Members of ‘Greatest Generation’ honored at receptionPublished 8:40pm Tuesday, June 18, 2013
As a way to say thank you to some of Selma’s greatest heroes, the United Daughters of the Confederacy Chapter 53 hosted a reception Tuesday for World War II veterans at the Vaughan-Smitherman Museum.
While listening to music reminiscent of the wartime era, veterans shared stories with one another about their time spent overseas, fighting for our nation’s freedom.
“It was a privilege to have served and it’s an honor when people show their respect,” said Frank Arnold, who served in the 81st infantry in Japan. “I was drafted when I was just 18 years old and then two weeks later I was at a training camp getting my physical. Six weeks later I was in the army — it seems so long ago.”
Helen Lattal, one of the few female veterans at the reception, said after working on the draft board in the early 1940’s, she knew she wanted to do more to serve her country.
“I enlisted in October of 1942, and in January of 1943 I was called to active duty,” Lattel recalled with a smile. “I had to go through all the exams and FBI checks.

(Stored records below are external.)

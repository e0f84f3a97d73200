use crate::confetti::DEFAULT_PARTICLES;
use crate::draw::{DEFAULT_ROLL_INTERVAL, DEFAULT_ROLL_TICKS};
use serde::{Deserialize, Serialize};
use std::time::Duration;

/// Options for the AI name generator.
#[derive(Debug, Serialize, Deserialize, Clone, PartialEq)]
pub struct NameGenSettings {
    /// API key used directly when set. Takes precedence over `api_key_env`.
    #[serde(default)]
    pub api_key: Option<String>,
    /// Environment variable read for the API key.
    #[serde(default = "default_api_key_env")]
    pub api_key_env: String,
    #[serde(default = "default_model")]
    pub model: String,
    /// Base URL of the generative language API.
    #[serde(default = "default_endpoint")]
    pub endpoint: String,
    /// Topic sent with the prompt, e.g. "nomes brasileiros comuns".
    #[serde(default = "default_topic")]
    pub topic: String,
    /// Number of names requested per import.
    #[serde(default = "default_count")]
    pub count: usize,
    #[serde(default = "default_timeout_secs")]
    pub timeout_secs: u64,
}

fn default_api_key_env() -> String {
    "GEMINI_API_KEY".into()
}

fn default_model() -> String {
    "gemini-2.5-flash".into()
}

fn default_endpoint() -> String {
    "https://generativelanguage.googleapis.com/v1beta".into()
}

fn default_topic() -> String {
    "nomes variados para sorteio".into()
}

fn default_count() -> usize {
    10
}

fn default_timeout_secs() -> u64 {
    30
}

impl Default for NameGenSettings {
    fn default() -> Self {
        Self {
            api_key: None,
            api_key_env: default_api_key_env(),
            model: default_model(),
            endpoint: default_endpoint(),
            topic: default_topic(),
            count: default_count(),
            timeout_secs: default_timeout_secs(),
        }
    }
}

impl NameGenSettings {
    /// Resolve the API key from the settings file or the environment.
    pub fn resolve_api_key(&self) -> Option<String> {
        self.api_key
            .clone()
            .or_else(|| std::env::var(&self.api_key_env).ok())
            .filter(|k| !k.trim().is_empty())
    }
}

#[derive(Debug, Serialize, Deserialize, Clone)]
pub struct Settings {
    /// When enabled the application initialises the logger at debug level.
    #[serde(default)]
    pub debug_logging: bool,
    /// Write logs to this file instead of stdout.
    #[serde(default)]
    pub log_file: Option<String>,
    #[serde(default = "default_toasts")]
    pub enable_toasts: bool,
    /// Duration of toast notifications in seconds.
    #[serde(default = "default_toast_duration")]
    pub toast_duration: f32,
    #[serde(default = "default_window_size")]
    pub window_size: Option<(i32, i32)>,
    /// Delay between preview flips while rolling.
    #[serde(default = "default_roll_interval_ms")]
    pub roll_interval_ms: u64,
    /// Number of preview flips before the winners are revealed.
    #[serde(default = "default_roll_ticks")]
    pub roll_ticks: u32,
    #[serde(default = "default_confetti_particles")]
    pub confetti_particles: usize,
    /// How long the confetti keeps falling. `None` keeps it running until the
    /// next draw or reset.
    #[serde(default = "default_confetti_seconds")]
    pub confetti_seconds: Option<f32>,
    /// Initial `(min, max)` of the numeric range.
    #[serde(default = "default_range")]
    pub default_range: (i64, i64),
    #[serde(default)]
    pub name_gen: NameGenSettings,
}

fn default_toasts() -> bool {
    true
}

fn default_toast_duration() -> f32 {
    3.0
}

fn default_window_size() -> Option<(i32, i32)> {
    Some((960, 640))
}

fn default_roll_interval_ms() -> u64 {
    DEFAULT_ROLL_INTERVAL.as_millis() as u64
}

fn default_roll_ticks() -> u32 {
    DEFAULT_ROLL_TICKS
}

fn default_confetti_particles() -> usize {
    DEFAULT_PARTICLES
}

fn default_confetti_seconds() -> Option<f32> {
    Some(8.0)
}

fn default_range() -> (i64, i64) {
    (1, 100)
}

impl Default for Settings {
    fn default() -> Self {
        Self {
            debug_logging: false,
            log_file: None,
            enable_toasts: default_toasts(),
            toast_duration: default_toast_duration(),
            window_size: default_window_size(),
            roll_interval_ms: default_roll_interval_ms(),
            roll_ticks: default_roll_ticks(),
            confetti_particles: default_confetti_particles(),
            confetti_seconds: default_confetti_seconds(),
            default_range: default_range(),
            name_gen: NameGenSettings::default(),
        }
    }
}

impl Settings {
    pub fn load(path: &str) -> anyhow::Result<Self> {
        let content = std::fs::read_to_string(path).unwrap_or_default();
        if content.trim().is_empty() {
            return Ok(Self::default());
        }
        Ok(serde_json::from_str(&content)?)
    }

    pub fn save(&self, path: &str) -> anyhow::Result<()> {
        let json = serde_json::to_string_pretty(self)?;
        std::fs::write(path, json)?;
        Ok(())
    }

    pub fn roll_interval(&self) -> Duration {
        Duration::from_millis(self.roll_interval_ms)
    }

    /// Confetti lifetime, ignoring non-positive or non-finite values.
    pub fn confetti_lifetime(&self) -> Option<Duration> {
        self.confetti_seconds
            .filter(|s| s.is_finite() && *s > 0.0)
            .map(Duration::from_secs_f32)
    }
}
use super::SorteioApp;
use crate::raffle::Mode;
use eframe::egui;

pub(super) fn show(app: &mut SorteioApp, ui: &mut egui::Ui) {
    let rolling = app.engine.is_rolling();

    let mut mode = app.raffle.mode();
    ui.add_enabled_ui(!rolling, |ui| {
        ui.horizontal(|ui| {
            ui.selectable_value(&mut mode, Mode::Names, "👥 Nomes");
            ui.selectable_value(&mut mode, Mode::Numbers, "# Números");
        });
    });
    app.set_mode(mode);
    ui.separator();

    match app.raffle.mode() {
        Mode::Names => names_section(app, ui, rolling),
        Mode::Numbers => range_section(app, ui, rolling),
    }
}

fn names_section(app: &mut SorteioApp, ui: &mut egui::Ui, rolling: bool) {
    ui.heading("Participantes");

    let mut text = app.raffle.names_text().to_string();
    let edit = egui::TextEdit::multiline(&mut text)
        .hint_text("Digite os nomes aqui, um por linha...")
        .desired_rows(14)
        .desired_width(f32::INFINITY);
    if ui.add_enabled(!rolling, edit).changed() {
        app.raffle.set_names_text(text);
    }
    ui.weak(format!("{} nomes", app.raffle.names().len()));

    ui.horizontal(|ui| {
        let importing = app.is_importing();
        let label = if importing { "Gerando..." } else { "✨ Auto Preencher" };
        if ui
            .add_enabled(!importing && !rolling, egui::Button::new(label))
            .clicked()
        {
            app.request_import();
        }
        let can_clear = !rolling && !app.raffle.names().is_empty();
        if ui
            .add_enabled(can_clear, egui::Button::new("🗑"))
            .on_hover_text("Limpar nomes")
            .clicked()
        {
            app.clear_names();
        }
    });
}

fn range_section(app: &mut SorteioApp, ui: &mut egui::Ui, rolling: bool) {
    ui.heading("Intervalo");

    let (mut min, mut max) = app.raffle.range();
    ui.add_enabled_ui(!rolling, |ui| {
        ui.label("Número Inicial (De)");
        ui.add(egui::DragValue::new(&mut min).speed(1.0));
        ui.label("Número Final (Até)");
        ui.add(egui::DragValue::new(&mut max).speed(1.0));
    });
    if (min, max) != app.raffle.range() {
        app.raffle.set_range(min, max);
    }

    ui.add_space(8.0);
    ui.horizontal(|ui| {
        ui.label("Total de números:");
        ui.strong(app.raffle.pool_span().to_string());
    });
}
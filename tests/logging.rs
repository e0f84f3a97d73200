use std::{fs, thread::sleep, time::Duration};

use serial_test::serial;
use tempfile::tempdir;

#[test]
#[serial]
fn writes_log_file() {
    let dir = tempdir().unwrap();
    let path = dir.path().join("sorteio.log");

    sorteio::logging::init(true, Some(path.clone()));
    tracing::info!("draw started");

    sleep(Duration::from_millis(100));

    assert!(path.exists(), "log file was not created");
    let contents = fs::read_to_string(&path).unwrap();
    assert!(contents.contains("draw started"));
    assert!(!contents.contains('\u{1b}'), "log file should not contain ANSI codes");

    // A second initialisation keeps the first subscriber.
    sorteio::logging::init(false, None);
    tracing::info!("still here");
    sleep(Duration::from_millis(100));
    let contents = fs::read_to_string(&path).unwrap();
    assert!(contents.contains("still here"));
}
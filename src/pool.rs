use rand::Rng;
use std::collections::HashSet;

/// Candidate entries eligible to be drawn.
#[derive(Debug, Clone, PartialEq, Eq)]
pub enum Pool {
    Names(Vec<String>),
    /// Inclusive integer range. Empty when `max < min`.
    Range { min: i64, max: i64 },
}

impl Pool {
    /// Number of entries in the pool. Ranges larger than `usize::MAX`
    /// saturate.
    pub fn len(&self) -> usize {
        match self {
            Pool::Names(names) => names.len(),
            Pool::Range { min, max } => range_len(*min, *max),
        }
    }

    pub fn is_empty(&self) -> bool {
        self.len() == 0
    }

    /// Exact number of entries. Unlike [`Pool::len`] this does not saturate,
    /// so the full `i64` range reports 2^64.
    pub fn span(&self) -> u128 {
        match self {
            Pool::Names(names) => names.len() as u128,
            Pool::Range { min, max } => range_span(*min, *max),
        }
    }

    /// Entry at position `index`, rendered as it is shown to the user.
    pub fn entry(&self, index: usize) -> Option<String> {
        match self {
            Pool::Names(names) => names.get(index).cloned(),
            Pool::Range { min, max } => {
                let value = *min as i128 + index as i128;
                if index < self.len() && value <= *max as i128 {
                    Some(value.to_string())
                } else {
                    None
                }
            }
        }
    }

    /// Pick one entry uniformly at random, with replacement.
    pub fn sample_one<R: Rng + ?Sized>(&self, rng: &mut R) -> Option<String> {
        match self {
            Pool::Names(names) if !names.is_empty() => {
                names.get(rng.gen_range(0..names.len())).cloned()
            }
            Pool::Range { min, max } if max >= min => Some(rng.gen_range(*min..=*max).to_string()),
            _ => None,
        }
    }
}

fn range_span(min: i64, max: i64) -> u128 {
    if max < min {
        return 0;
    }
    (max as i128 - min as i128 + 1) as u128
}

fn range_len(min: i64, max: i64) -> usize {
    usize::try_from(range_span(min, max)).unwrap_or(usize::MAX)
}

/// Split raw input on newlines and commas, trimming each entry and dropping
/// empty ones.
pub fn parse_names(text: &str) -> Vec<String> {
    text.split(|c| c == '\n' || c == ',')
        .map(str::trim)
        .filter(|s| !s.is_empty())
        .map(String::from)
        .collect()
}

/// Append `incoming` to `existing`, removing duplicates across both lists.
///
/// First-seen order wins, so existing names keep their position and new names
/// follow in the order they were produced.
pub fn merge_names<I>(existing: &[String], incoming: I) -> Vec<String>
where
    I: IntoIterator<Item = String>,
{
    let mut seen = HashSet::new();
    let mut out = Vec::with_capacity(existing.len());
    for name in existing.iter().cloned().chain(incoming) {
        let name = name.trim().to_string();
        if name.is_empty() {
            continue;
        }
        if seen.insert(name.clone()) {
            out.push(name);
        }
    }
    out
}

I went to Fort Des Moines on Jan. 9, 1943. Then in July, I was called overseas.”
Lattal said she can remember jumping off a 20-foot boat deck as part of her training.
“We sailed all the way to Ireland, but we never got off the ship until we got to England,” she recalled.
For Todd Kiscaden, although he did not serve in World War II, remembering these veterans is paramount because of what they fought for.
“These people are referred to as our greatest generation. They essentially saved the world from national socialism,” Kiscaden said. “And for some reason, for all these years, they’ve never really been recognized.”
Kiscaden paired up with Pat Godwin of the UDC Chapter 53 last year to host the reception. And because it went so well, he said they decided to host it again this year.
“This is our community project and we thought it was important to honor our World War II veterans,” Godwin said. “It’s been a long time since World War II, and so we think it’s important to honor them while they’re living.”
Throughout the ceremony, veterans told stories that brought laughter and tears, recalling their time spent in service.
Arnold said after all these years, it’s nice to still be remembered and thanked for his bravery.
“It shows me that people really care, and it does my heart good to know that,” he said.